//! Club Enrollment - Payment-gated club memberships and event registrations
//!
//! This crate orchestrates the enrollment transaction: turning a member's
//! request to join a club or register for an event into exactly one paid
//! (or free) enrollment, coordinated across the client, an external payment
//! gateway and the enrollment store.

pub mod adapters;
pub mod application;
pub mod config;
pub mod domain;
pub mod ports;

* * *

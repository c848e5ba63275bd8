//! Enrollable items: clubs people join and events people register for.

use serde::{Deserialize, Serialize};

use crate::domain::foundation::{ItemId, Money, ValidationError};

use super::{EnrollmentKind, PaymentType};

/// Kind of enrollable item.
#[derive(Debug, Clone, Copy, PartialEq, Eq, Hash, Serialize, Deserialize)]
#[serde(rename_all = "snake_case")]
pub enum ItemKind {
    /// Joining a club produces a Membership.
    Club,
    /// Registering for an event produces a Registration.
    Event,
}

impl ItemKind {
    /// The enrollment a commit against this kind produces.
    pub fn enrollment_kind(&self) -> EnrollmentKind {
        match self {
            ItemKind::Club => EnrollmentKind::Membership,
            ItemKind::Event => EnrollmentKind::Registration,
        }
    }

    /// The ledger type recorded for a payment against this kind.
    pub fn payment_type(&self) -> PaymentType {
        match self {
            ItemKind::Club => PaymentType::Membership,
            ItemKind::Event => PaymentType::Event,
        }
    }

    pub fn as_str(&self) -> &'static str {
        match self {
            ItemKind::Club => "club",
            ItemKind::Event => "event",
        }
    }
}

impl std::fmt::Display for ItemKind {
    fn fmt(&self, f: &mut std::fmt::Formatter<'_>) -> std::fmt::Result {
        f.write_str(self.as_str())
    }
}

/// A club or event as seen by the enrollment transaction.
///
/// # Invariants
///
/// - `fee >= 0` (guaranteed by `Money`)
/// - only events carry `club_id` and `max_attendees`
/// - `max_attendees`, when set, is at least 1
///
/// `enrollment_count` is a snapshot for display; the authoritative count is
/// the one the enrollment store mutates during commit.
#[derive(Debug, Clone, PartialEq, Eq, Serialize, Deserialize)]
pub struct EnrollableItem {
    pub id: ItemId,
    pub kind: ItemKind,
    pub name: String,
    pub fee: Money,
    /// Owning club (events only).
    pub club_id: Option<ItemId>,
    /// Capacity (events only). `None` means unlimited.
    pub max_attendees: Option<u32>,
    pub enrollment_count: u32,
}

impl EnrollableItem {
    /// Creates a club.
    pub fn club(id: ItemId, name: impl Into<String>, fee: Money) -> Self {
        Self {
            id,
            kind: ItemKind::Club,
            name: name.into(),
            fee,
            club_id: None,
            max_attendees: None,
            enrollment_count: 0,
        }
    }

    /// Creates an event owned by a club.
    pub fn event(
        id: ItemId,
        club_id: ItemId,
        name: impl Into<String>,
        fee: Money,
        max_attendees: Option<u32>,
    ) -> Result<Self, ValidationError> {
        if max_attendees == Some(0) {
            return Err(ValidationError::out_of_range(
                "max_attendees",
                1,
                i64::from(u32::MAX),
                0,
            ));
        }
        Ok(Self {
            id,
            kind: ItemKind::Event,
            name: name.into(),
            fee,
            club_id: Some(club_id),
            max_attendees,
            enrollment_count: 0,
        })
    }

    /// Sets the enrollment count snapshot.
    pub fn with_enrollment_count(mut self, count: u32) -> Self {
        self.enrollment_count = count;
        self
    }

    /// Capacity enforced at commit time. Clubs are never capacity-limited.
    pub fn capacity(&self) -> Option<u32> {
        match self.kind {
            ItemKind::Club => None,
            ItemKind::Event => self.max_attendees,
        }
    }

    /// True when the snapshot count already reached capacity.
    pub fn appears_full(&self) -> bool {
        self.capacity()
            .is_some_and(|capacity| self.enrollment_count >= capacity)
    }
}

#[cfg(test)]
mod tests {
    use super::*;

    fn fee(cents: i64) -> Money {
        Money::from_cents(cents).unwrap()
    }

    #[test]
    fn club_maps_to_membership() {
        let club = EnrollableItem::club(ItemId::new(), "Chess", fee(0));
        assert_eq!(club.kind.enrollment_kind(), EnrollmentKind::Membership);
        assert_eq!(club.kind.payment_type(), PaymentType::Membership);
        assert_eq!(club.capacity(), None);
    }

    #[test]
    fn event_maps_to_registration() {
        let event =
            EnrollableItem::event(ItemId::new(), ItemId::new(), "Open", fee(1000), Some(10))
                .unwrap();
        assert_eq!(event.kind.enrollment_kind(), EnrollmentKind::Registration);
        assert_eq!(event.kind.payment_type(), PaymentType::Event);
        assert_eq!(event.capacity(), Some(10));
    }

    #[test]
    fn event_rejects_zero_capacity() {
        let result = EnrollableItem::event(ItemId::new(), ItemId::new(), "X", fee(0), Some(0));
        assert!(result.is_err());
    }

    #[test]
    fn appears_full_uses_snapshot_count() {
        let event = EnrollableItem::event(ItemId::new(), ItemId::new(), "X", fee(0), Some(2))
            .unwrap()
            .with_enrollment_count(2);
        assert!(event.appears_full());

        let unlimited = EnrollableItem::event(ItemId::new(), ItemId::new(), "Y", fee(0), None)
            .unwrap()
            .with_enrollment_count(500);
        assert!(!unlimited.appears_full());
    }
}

• **Action item**
Out of the listing above, reproduce exactly the lines from the one with "and event registrations" up to and including the one with "pub mod application;".

• **Exercise answer**
//! Club Enrollment - Payment-gated club memberships and event registrations
//!
//! This crate orchestrates the enrollment transaction: turning a member's
//! request to join a club or register for an event into exactly one paid
//! (or free) enrollment, coordinated across the client, an external payment
//! gateway and the enrollment store.

pub mod adapters;
pub mod application;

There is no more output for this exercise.